TO DO: Copy the lines below that contain "always".

Saved data entries:
━━━
//! Compact page-range computation for pagination controls.
//!
//! Given the total number of items, the page size, the current page and a
//! sibling count, [`compute_page_range`] produces the ordered sequence of
//! page numbers and ellipsis markers a pagination bar renders. The first and
//! last pages are always visible once the range is too long to show in full.

use serde::{Serialize, Serializer};
use utoipa::ToSchema;

use super::error::PaginationError;
use super::page::total_pages;

/// Number of pages shown on each side of the current page when the caller
/// does not ask for anything else.
pub const DEFAULT_SIBLING_COUNT: u64 = 1;

/// Marker used for elided runs of pages in serialized and rendered output.
pub const ELLIPSIS: &str = "...";

/// First page, last page, current page and two ellipsis slots.
const FIXED_SLOTS: u64 = 5;

/// A single element of a pagination range.
#[derive(Debug, Clone, Copy, PartialEq, Eq, Hash)]
pub enum PageItem {
    /// A 1-based page number.
    Page(u64),
    /// An elided run of pages.
    Ellipsis,
}

impl PageItem {
    /// Returns the page number, or `None` for an ellipsis.
    pub fn page(&self) -> Option<u64> {
        match self {
            PageItem::Page(number) => Some(*number),
            PageItem::Ellipsis => None,
        }
    }

    pub fn is_ellipsis(&self) -> bool {
        matches!(self, PageItem::Ellipsis)
    }
}

impl Serialize for PageItem {
    fn serialize<S: Serializer>(&self, serializer: S) -> Result<S::Ok, S::Error> {
        match self {
            PageItem::Page(number) => serializer.serialize_u64(*number),
            PageItem::Ellipsis => serializer.serialize_str(ELLIPSIS),
        }
    }
}

/// Result of a page-range computation.
#[derive(Debug, Clone, PartialEq, Eq, Serialize, ToSchema)]
pub struct PageRange {
    /// Page numbers and `"..."` markers, left to right
    #[schema(value_type = Vec<Object>, example = json!([1, "...", 9, 10, 11, "...", 20]))]
    pub items: Vec<PageItem>,

    /// Total number of pages
    #[schema(example = 20)]
    pub total_pages: u64,

    /// The page the range was computed for
    #[schema(example = 10)]
    pub current_page: u64,

    /// Whether `current_page` is the first page
    #[schema(example = false)]
    pub is_first_page: bool,

    /// Whether `current_page` is the last page
    #[schema(example = false)]
    pub is_last_page: bool,
}

impl PageRange {
    /// Number of ellipsis markers in the range.
    pub fn ellipsis_count(&self) -> usize {
        self.items.iter().filter(|item| item.is_ellipsis()).count()
    }

    /// Page numbers in the range, ellipses skipped.
    pub fn pages(&self) -> impl Iterator<Item = u64> + '_ {
        self.items.iter().filter_map(PageItem::page)
    }

    /// Whether `page` is shown as a number in the range.
    pub fn contains(&self, page: u64) -> bool {
        self.pages().any(|p| p == page)
    }
}

/// Computes the compact page range for a pagination control.
///
/// `current_page` is 1-based and is not clamped: values outside
/// `1..=total_pages` still produce a best-effort range. Only the sibling
/// window around it is clamped to the valid pages.
///
/// # Errors
///
/// Returns [`PaginationError::ZeroPageSize`] when `page_size` is zero.
///
/// # Example
///
/// ```
/// use pager_rs::pagination::{PageItem, compute_page_range};
///
/// let range = compute_page_range(200, 10, 10, 1).unwrap();
/// assert_eq!(range.total_pages, 20);
/// assert_eq!(
///     range.items,
///     vec![
///         PageItem::Page(1),
///         PageItem::Ellipsis,
///         PageItem::Page(9),
///         PageItem::Page(10),
///         PageItem::Page(11),
///         PageItem::Ellipsis,
///         PageItem::Page(20),
///     ]
/// );
/// ```
pub fn compute_page_range(
    total_count: u64,
    page_size: u64,
    current_page: u64,
    sibling_count: u64,
) -> Result<PageRange, PaginationError> {
    if page_size == 0 {
        return Err(PaginationError::ZeroPageSize);
    }

    let total_pages = total_pages(total_count, page_size);
    let items = page_items(total_pages, current_page, sibling_count);

    Ok(PageRange {
        items,
        total_pages,
        current_page,
        is_first_page: current_page == 1,
        is_last_page: current_page == total_pages,
    })
}

fn page_items(total_pages: u64, current_page: u64, sibling_count: u64) -> Vec<PageItem> {
    if total_pages <= sibling_count.saturating_add(FIXED_SLOTS) {
        return pages(1, total_pages).collect();
    }

    // total_pages > FIXED_SLOTS from here on, so the subtractions below are safe.
    let left_sibling = current_page.saturating_sub(sibling_count).max(1);
    let right_sibling = current_page.saturating_add(sibling_count).min(total_pages);
    let show_left_ellipsis = left_sibling > 2;
    let show_right_ellipsis = right_sibling < total_pages - 2;

    // Edge block shown next to a single ellipsis. It must leave at least one
    // hidden page, otherwise the ellipsis would stand for nothing.
    let edge_count = sibling_count.saturating_mul(2).saturating_add(3);
    let edge_fits = edge_count < total_pages - 1;

    match (show_left_ellipsis, show_right_ellipsis) {
        (false, true) if edge_fits => pages(1, edge_count)
            .chain([PageItem::Ellipsis, PageItem::Page(total_pages)])
            .collect(),
        (true, false) if edge_fits => [PageItem::Page(1), PageItem::Ellipsis]
            .into_iter()
            .chain(pages(total_pages - edge_count + 1, total_pages))
            .collect(),
        (true, true) => [PageItem::Page(1), PageItem::Ellipsis]
            .into_iter()
            .chain(pages(left_sibling, right_sibling))
            .chain([PageItem::Ellipsis, PageItem::Page(total_pages)])
            .collect(),
        // Every gap is at most one page wide: show everything.
        _ => pages(1, total_pages).collect(),
    }
}

fn pages(start: u64, end: u64) -> impl Iterator<Item = PageItem> {
    (start..=end).map(PageItem::Page)
}

#[cfg(test)]
mod tests {
    use super::*;
    use proptest::prelude::*;

    use super::PageItem::{Ellipsis as E, Page as P};

    fn items(total_count: u64, page_size: u64, current: u64, siblings: u64) -> Vec<PageItem> {
        compute_page_range(total_count, page_size, current, siblings)
            .unwrap()
            .items
    }

    #[test]
    fn test_full_range_when_small() {
        let range = compute_page_range(50, 10, 1, 1).unwrap();
        assert_eq!(range.total_pages, 5);
        assert_eq!(range.items, vec![P(1), P(2), P(3), P(4), P(5)]);
        assert!(range.is_first_page);
        assert!(!range.is_last_page);
    }

    #[test]
    fn test_full_range_at_threshold() {
        // 6 pages with one sibling is exactly sibling_count + 5
        assert_eq!(items(60, 10, 3, 1), vec![P(1), P(2), P(3), P(4), P(5), P(6)]);
    }

    #[test]
    fn test_both_ellipses() {
        assert_eq!(
            items(200, 10, 10, 1),
            vec![P(1), E, P(9), P(10), P(11), E, P(20)]
        );
    }

    #[test]
    fn test_right_ellipsis_only() {
        let range = compute_page_range(200, 10, 1, 1).unwrap();
        assert_eq!(range.items, vec![P(1), P(2), P(3), P(4), P(5), E, P(20)]);
        assert!(range.is_first_page);
        assert!(!range.is_last_page);
    }

    #[test]
    fn test_left_ellipsis_only() {
        let range = compute_page_range(200, 10, 20, 1).unwrap();
        assert_eq!(
            range.items,
            vec![P(1), E, P(16), P(17), P(18), P(19), P(20)]
        );
        assert!(!range.is_first_page);
        assert!(range.is_last_page);
    }

    #[test]
    fn test_partial_last_page_rounds_up() {
        let range = compute_page_range(201, 10, 1, 1).unwrap();
        assert_eq!(range.total_pages, 21);
        assert_eq!(range.items.last(), Some(&P(21)));
    }

    #[test]
    fn test_empty_collection() {
        let range = compute_page_range(0, 10, 1, 1).unwrap();
        assert_eq!(range.total_pages, 0);
        assert!(range.items.is_empty());
        assert!(range.is_first_page);
        assert!(!range.is_last_page);
    }

    #[test]
    fn test_zero_page_size_is_rejected() {
        assert_eq!(
            compute_page_range(100, 0, 1, 1),
            Err(PaginationError::ZeroPageSize)
        );
    }

    #[test]
    fn test_zero_siblings() {
        assert_eq!(items(200, 10, 10, 0), vec![P(1), E, P(10), E, P(20)]);
        assert_eq!(items(200, 10, 1, 0), vec![P(1), P(2), P(3), E, P(20)]);
    }

    #[test]
    fn test_window_touching_both_edges_shows_everything() {
        // left sibling = 2, right sibling = 6 = total_pages - 2
        assert_eq!(
            items(80, 10, 4, 2),
            vec![P(1), P(2), P(3), P(4), P(5), P(6), P(7), P(8)]
        );
    }

    #[test]
    fn test_edge_block_covering_all_but_last_shows_everything() {
        // edge block of 3 + 2*3 = 9 pages would swallow the last anchor
        assert_eq!(items(90, 10, 1, 3), (1..=9).map(P).collect::<Vec<_>>());
        assert_eq!(items(90, 10, 9, 3), (1..=9).map(P).collect::<Vec<_>>());
    }

    #[test]
    fn test_current_page_zero_does_not_panic() {
        let range = compute_page_range(200, 10, 0, 1).unwrap();
        assert_eq!(range.items, vec![P(1), P(2), P(3), P(4), P(5), E, P(20)]);
        assert!(!range.is_first_page);
        assert!(!range.is_last_page);
    }

    #[test]
    fn test_current_page_past_end_does_not_panic() {
        let range = compute_page_range(200, 10, 500, 1).unwrap();
        assert_eq!(
            range.items,
            vec![P(1), E, P(16), P(17), P(18), P(19), P(20)]
        );
        assert!(!range.is_last_page);
    }

    #[test]
    fn test_extreme_values_do_not_overflow() {
        let range = compute_page_range(u64::MAX, 1, u64::MAX, 1).unwrap();
        assert_eq!(range.items.first(), Some(&P(1)));
        assert_eq!(range.items.last(), Some(&P(u64::MAX)));
        assert!(range.is_last_page);
    }

    #[test]
    fn test_serialize_items() {
        let range = compute_page_range(200, 10, 10, 1).unwrap();
        let json = serde_json::to_value(&range).unwrap();
        assert_eq!(
            json["items"],
            serde_json::json!([1, "...", 9, 10, 11, "...", 20])
        );
        assert_eq!(json["total_pages"], 20);
        assert_eq!(json["is_first_page"], false);
    }

    #[test]
    fn test_range_helpers() {
        let range = compute_page_range(200, 10, 10, 1).unwrap();
        assert_eq!(range.ellipsis_count(), 2);
        assert!(range.contains(10));
        assert!(!range.contains(12));
        assert_eq!(range.pages().collect::<Vec<_>>(), vec![1, 9, 10, 11, 20]);
    }

    proptest! {
        #![proptest_config(ProptestConfig::with_cases(500))]

        #[test]
        fn prop_full_range_below_threshold(
            total_pages in 0u64..=15,
            page_size in 1u64..=50,
            siblings in 0u64..=10,
            current in 0u64..=20,
        ) {
            prop_assume!(total_pages <= siblings + FIXED_SLOTS);
            let range = compute_page_range(total_pages * page_size, page_size, current, siblings).unwrap();
            let expected: Vec<PageItem> = (1..=total_pages).map(P).collect();
            prop_assert_eq!(range.items, expected);
        }

        #[test]
        fn prop_anchors_ellipses_and_order(
            total_count in 0u64..=5_000,
            page_size in 1u64..=25,
            siblings in 0u64..=6,
            current in 0u64..=400,
        ) {
            let range = compute_page_range(total_count, page_size, current, siblings).unwrap();

            if range.total_pages > siblings + FIXED_SLOTS {
                prop_assert_eq!(range.items.first(), Some(&P(1)));
                prop_assert_eq!(range.items.last(), Some(&P(range.total_pages)));
            }

            prop_assert!(range.ellipsis_count() <= 2);
            prop_assert!(range.items.windows(2).all(|w| !(w[0].is_ellipsis() && w[1].is_ellipsis())));

            let numbers: Vec<u64> = range.pages().collect();
            prop_assert!(numbers.windows(2).all(|w| w[0] < w[1]));
            prop_assert!(numbers.iter().all(|n| (1..=range.total_pages).contains(n)));

            // An ellipsis always hides at least one page.
            for (i, item) in range.items.iter().enumerate() {
                if item.is_ellipsis() {
                    let before = range.items[i - 1].page().unwrap();
                    let after = range.items[i + 1].page().unwrap();
                    prop_assert!(after - before >= 2);
                }
            }

            prop_assert_eq!(range.is_first_page, current == 1);
            prop_assert_eq!(range.is_last_page, current == range.total_pages);
        }

        #[test]
        fn prop_sibling_window_is_visible(
            total_pages in 1u64..=300,
            siblings in 0u64..=6,
            current_seed in any::<u64>(),
        ) {
            let current = current_seed % total_pages + 1;
            let range = compute_page_range(total_pages, 1, current, siblings).unwrap();

            let left = current.saturating_sub(siblings).max(1);
            let right = (current + siblings).min(total_pages);
            for page in left..=right {
                prop_assert!(range.contains(page), "page {} missing from {:?}", page, range.items);
            }
        }

        #[test]
        fn prop_deterministic(
            total_count in any::<u64>(),
            page_size in 1u64..=1_000,
            current in any::<u64>(),
            siblings in 0u64..=8,
        ) {
            let first = compute_page_range(total_count, page_size, current, siblings);
            let second = compute_page_range(total_count, page_size, current, siblings);
            prop_assert_eq!(first, second);
        }
    }
}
━━━
EXERCISE ANSWER:
//! last pages are always visible once the range is too long to show in full.
            // An ellipsis always hides at least one page.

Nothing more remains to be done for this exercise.